D’où une entrée dans le débat précise…
Nous n’avons pas parlé de sortie du nucléaire pour ne pas crisper. Nous abordons la question par les centrales qui arrivent en fin de vie, avec donc des fermetures inéluctables de réacteurs anciens. De ce fait, cela met fortement en visibilité les enjeux technologiques, économiques (un marché énorme), sociaux (reconversion professionnelle à anticiper), et de protection des populations pour ces installations particulières.
… pour faciliter la mobilisation
De nombreuses parties prenantes ont répondu à notre appel. Nous avons réalisé une cartographie des acteurs pour sérier les appuis, les atouts, les résistances. Cela permet de mobiliser chacun avec les bons arguments.
Du coup, excepté les réticences traditionnelles des grands opérateurs nationaux, une multitude d’entreprises, d’élus de tous bords, de laboratoires de recherche se sont montrés non seulement intéressés mais aussi profondément moteurs dans cette démarche. Des représentants de grands groupes comme WESTINGHOUSE, AREVA, et 180 PME-PMI, des grands organismes comme le CEA, l’Université de Lille 1.

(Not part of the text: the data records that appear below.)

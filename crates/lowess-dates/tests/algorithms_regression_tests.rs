//! Tests for the local regression solvers.
//!
//! These tests verify the two strategies a fit can use for each anchor row:
//! - Weighted least squares with its SIMD accumulation
//! - The least-squares fallback for singular normal equations
//! - Weighted quantile regression by Nelder-Mead minimization
//! - The serializable strategy enum
//!
//! ## Test Organization
//!
//! 1. **Accumulation** - SIMD and scalar weighted sums agree
//! 2. **Linear Solver** - Exact recovery, weighting, degenerate rows
//! 3. **Quantile Solver** - Loss, ordering of quantiles, zero weights
//! 4. **Strategy Enum** - Validation, dispatch and serde

use approx::assert_relative_eq;

use lowess_dates::internals::algorithms::regression::{
    accumulate_wls_scalar, accumulate_wls_simd_f32, accumulate_wls_simd_f64, solve_linear,
    solve_quantile, Coefficients, LocalRegression, QuantileLoss, RegressionMethod, SolveStatus,
};
use lowess_dates::prelude::LowessError;

fn line_data(n: usize) -> (Vec<f64>, Vec<f64>) {
    let x: Vec<f64> = (0..n).map(|i| i as f64 * 0.5).collect();
    let y = x.iter().map(|v| 1.0 + 2.0 * v).collect();
    (x, y)
}

// ============================================================================
// Accumulation Tests
// ============================================================================

/// Test SIMD accumulation matches the scalar path on lengths with remainders.
#[test]
fn test_simd_matches_scalar() {
    for n in [1usize, 2, 7, 16, 37] {
        let x: Vec<f64> = (0..n).map(|i| (i as f64 * 0.7).sin()).collect();
        let y: Vec<f64> = (0..n).map(|i| (i as f64 * 0.3).cos()).collect();
        let w: Vec<f64> = (0..n).map(|i| 1.0 / (1.0 + i as f64)).collect();

        let simd = accumulate_wls_simd_f64(&x, &y, &w);
        let scalar = accumulate_wls_scalar(&x, &y, &w);
        assert_relative_eq!(simd.0, scalar.0, epsilon = 1e-12);
        assert_relative_eq!(simd.1, scalar.1, epsilon = 1e-12);
        assert_relative_eq!(simd.2, scalar.2, epsilon = 1e-12);
        assert_relative_eq!(simd.3, scalar.3, epsilon = 1e-12);
        assert_relative_eq!(simd.4, scalar.4, epsilon = 1e-12);

        let xf: Vec<f32> = x.iter().map(|&v| v as f32).collect();
        let yf: Vec<f32> = y.iter().map(|&v| v as f32).collect();
        let wf: Vec<f32> = w.iter().map(|&v| v as f32).collect();
        let simd32 = accumulate_wls_simd_f32(&xf, &yf, &wf);
        assert_relative_eq!(simd32.0 as f64, scalar.0, epsilon = 1e-4);
        assert_relative_eq!(simd32.4 as f64, scalar.4, epsilon = 1e-4);
    }
}

// ============================================================================
// Linear Solver Tests
// ============================================================================

/// Test an exact line is recovered under uniform weights.
#[test]
fn test_linear_recovers_line() {
    let (x, y) = line_data(20);
    let w = vec![1.0; 20];

    let sol = solve_linear(&x, &y, &w);
    assert_eq!(sol.status, SolveStatus::Solved);
    assert_relative_eq!(sol.coefficients.intercept, 1.0, epsilon = 1e-9);
    assert_relative_eq!(sol.coefficients.slope, 2.0, epsilon = 1e-9);
}

/// Test zero-weight samples do not influence the fit.
#[test]
fn test_linear_ignores_zero_weights() {
    let (x, mut y) = line_data(10);
    let mut w = vec![1.0; 10];
    y[3] = 100.0;
    w[3] = 0.0;

    let sol = solve_linear(&x, &y, &w);
    assert_relative_eq!(sol.coefficients.intercept, 1.0, epsilon = 1e-9);
    assert_relative_eq!(sol.coefficients.slope, 2.0, epsilon = 1e-9);
}

/// Test an all-zero weight row yields a zero line.
#[test]
fn test_linear_zero_weights() {
    let (x, y) = line_data(5);
    let sol = solve_linear(&x, &y, &[0.0; 5]);

    assert_eq!(sol.status, SolveStatus::ZeroWeights);
    assert_eq!(sol.coefficients, Coefficients::zero());
}

/// Test a single distinct x falls back to least squares through the mean.
#[test]
fn test_linear_singular_fallback() {
    let x = vec![3.0_f64; 6];
    let y = vec![1.0, 2.0, 3.0, 4.0, 5.0, 6.0];
    let w = vec![1.0; 6];

    let sol = solve_linear(&x, &y, &w);
    assert_eq!(sol.status, SolveStatus::LeastSquares);
    assert!(sol.coefficients.intercept.is_finite());
    assert!(sol.coefficients.slope.is_finite());
    assert_relative_eq!(sol.coefficients.evaluate(3.0), 3.5, epsilon = 1e-8);
}

/// Test the f32 solver agrees with f64.
#[test]
fn test_linear_f32() {
    let x: Vec<f32> = (0..12).map(|i| i as f32).collect();
    let y: Vec<f32> = x.iter().map(|v| 0.5 - 1.5 * v).collect();
    let w = vec![1.0f32; 12];

    let sol = solve_linear(&x, &y, &w);
    assert_relative_eq!(sol.coefficients.intercept, 0.5, epsilon = 1e-3);
    assert_relative_eq!(sol.coefficients.slope, -1.5, epsilon = 1e-3);
}

// ============================================================================
// Quantile Solver Tests
// ============================================================================

/// Test the pinball loss on hand-computed residuals.
#[test]
fn test_quantile_loss_value() {
    let x = [0.0, 1.0];
    let y = [1.0, -1.0];
    let w = [1.0, 2.0];
    let loss = QuantileLoss::new(&x, &y, &w, 0.25);

    // r = [1, -2]: 0.25 * 1 + 0.75 * 2
    assert_relative_eq!(loss.value(0.0, 0.0), 1.75, epsilon = 1e-12);
}

/// Test the minimizer never ends worse than its starting point.
#[test]
fn test_quantile_improves_on_start() {
    let (x, y) = line_data(30);
    let w = vec![1.0; 30];
    let loss = QuantileLoss::new(&x, &y, &w, 0.5);

    let sol = solve_quantile(&x, &y, &w, 0.5, 400).unwrap();
    let fitted = loss.value(sol.coefficients.intercept, sol.coefficients.slope);
    assert!(fitted <= loss.value(0.0, 0.0));
    assert!(sol.coefficients.intercept.is_finite());
}

/// Test upper quantile lines sit above lower quantile lines.
#[test]
fn test_quantile_ordering() {
    let x: Vec<f64> = (0..60).map(|i| i as f64 * 0.1).collect();
    let y: Vec<f64> = x
        .iter()
        .enumerate()
        .map(|(i, v)| v + if i % 2 == 0 { 10.0 } else { -10.0 })
        .collect();
    let w = vec![1.0; 60];

    let low = solve_quantile(&x, &y, &w, 0.1, 400).unwrap();
    let high = solve_quantile(&x, &y, &w, 0.9, 400).unwrap();
    let mid = 3.0;
    assert!(high.coefficients.evaluate(mid) > low.coefficients.evaluate(mid));
}

/// Test an all-zero weight row skips the minimizer.
#[test]
fn test_quantile_zero_weights() {
    let (x, y) = line_data(5);
    let sol = solve_quantile(&x, &y, &[0.0; 5], 0.5, 400).unwrap();

    assert_eq!(sol.status, SolveStatus::ZeroWeights);
    assert_eq!(sol.coefficients, Coefficients::zero());
}

// ============================================================================
// Strategy Enum Tests
// ============================================================================

/// Test strategy validation.
#[test]
fn test_method_validation() {
    assert!(RegressionMethod::Linear.validate().is_ok());
    assert!(RegressionMethod::quantile(0.5).validate().is_ok());
    assert_eq!(
        RegressionMethod::quantile(1.0).validate(),
        Err(LowessError::InvalidQuantile(1.0))
    );
    assert!(RegressionMethod::Quantile {
        quantile: 0.5,
        max_iters: 0
    }
    .validate()
    .is_err());
}

/// Test dispatch through the strategy trait.
#[test]
fn test_method_dispatch() {
    let (x, y) = line_data(10);
    let w = vec![1.0; 10];

    let sol = RegressionMethod::Linear.solve_row(&x, &y, &w).unwrap();
    assert_relative_eq!(sol.coefficients.slope, 2.0, epsilon = 1e-9);
    assert_eq!(RegressionMethod::Linear.name(), "Linear");
    assert_eq!(RegressionMethod::quantile(0.3).name(), "Quantile");
}

/// Test the strategy serializes as a tagged enum.
#[test]
fn test_method_serde() {
    let json = serde_json::to_value(RegressionMethod::quantile(0.9)).unwrap();
    assert_eq!(json["kind"], "quantile");
    assert_eq!(json["quantile"], 0.9);

    let back: RegressionMethod =
        serde_json::from_str(r#"{"kind":"quantile","quantile":0.9,"max_iters":400}"#).unwrap();
    assert_eq!(back, RegressionMethod::quantile(0.9));

    let linear: RegressionMethod = serde_json::from_str(r#"{"kind":"linear"}"#).unwrap();
    assert_eq!(linear, RegressionMethod::Linear);
}
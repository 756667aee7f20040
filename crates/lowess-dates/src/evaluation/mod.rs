//! Layer 5: Evaluation
//!
//! # Purpose
//!
//! This layer drives repeated LOWESS fits to quantify uncertainty and
//! conditional spread:
//! - Bootstrap resampling and residual spread
//! - Empirical confidence intervals
//! - Quantile curves
//!
//! # Architecture
//!
//! ```text
//! Layer 7: API
//!   ↓
//! Layer 6: Adapters
//!   ↓
//! Layer 5: Evaluation ← You are here
//!   ↓
//! Layer 4: Engine
//!   ↓
//! Layer 3: Algorithms
//!   ↓
//! Layer 2: Math
//!   ↓
//! Layer 1: Primitives
//! ```

/// Bootstrap resampling of LOWESS fits.
pub mod bootstrap;

/// Empirical confidence intervals.
pub mod intervals;

/// Quantile curves.
pub mod quantiles;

Les objectifs opérationnels sont transversaux et désormais identifiés : le développement des compétences (soutenir la formation aux métiers du démantèlement), l’excellence économique (favoriser la création de la Filière), la recherche et l’innovation (création d’une plate-forme régionale de transfert technologique) et l’information et la participation des populations.
… Et faire émerger de nouveaux modes de faire (ensemble)
Cette nouvelle approche des politiques publiques est prometteuse. Elle situe l’action de la collectivité plutôt en ensemblier, en mobilisation des acteurs et en accompagnement des territoires, et non en mode « guichet à subvention ». Elles réimpliquent les acteurs, les habitants sur des enjeux qui les concernent à nouveau (re faire société).
Au-delà de la réforme territoriale qui semble réduit à un ajustement géographique, la transformation écologique et sociale offre pour les régions une vision et un chemin vers le bien-être et la création d’emplois.
Les milieux économiques mobilisés ont notamment été très satisfaits. Pour nous, un tabou est tombé et le démantèlement est devenu une opportunité partagée.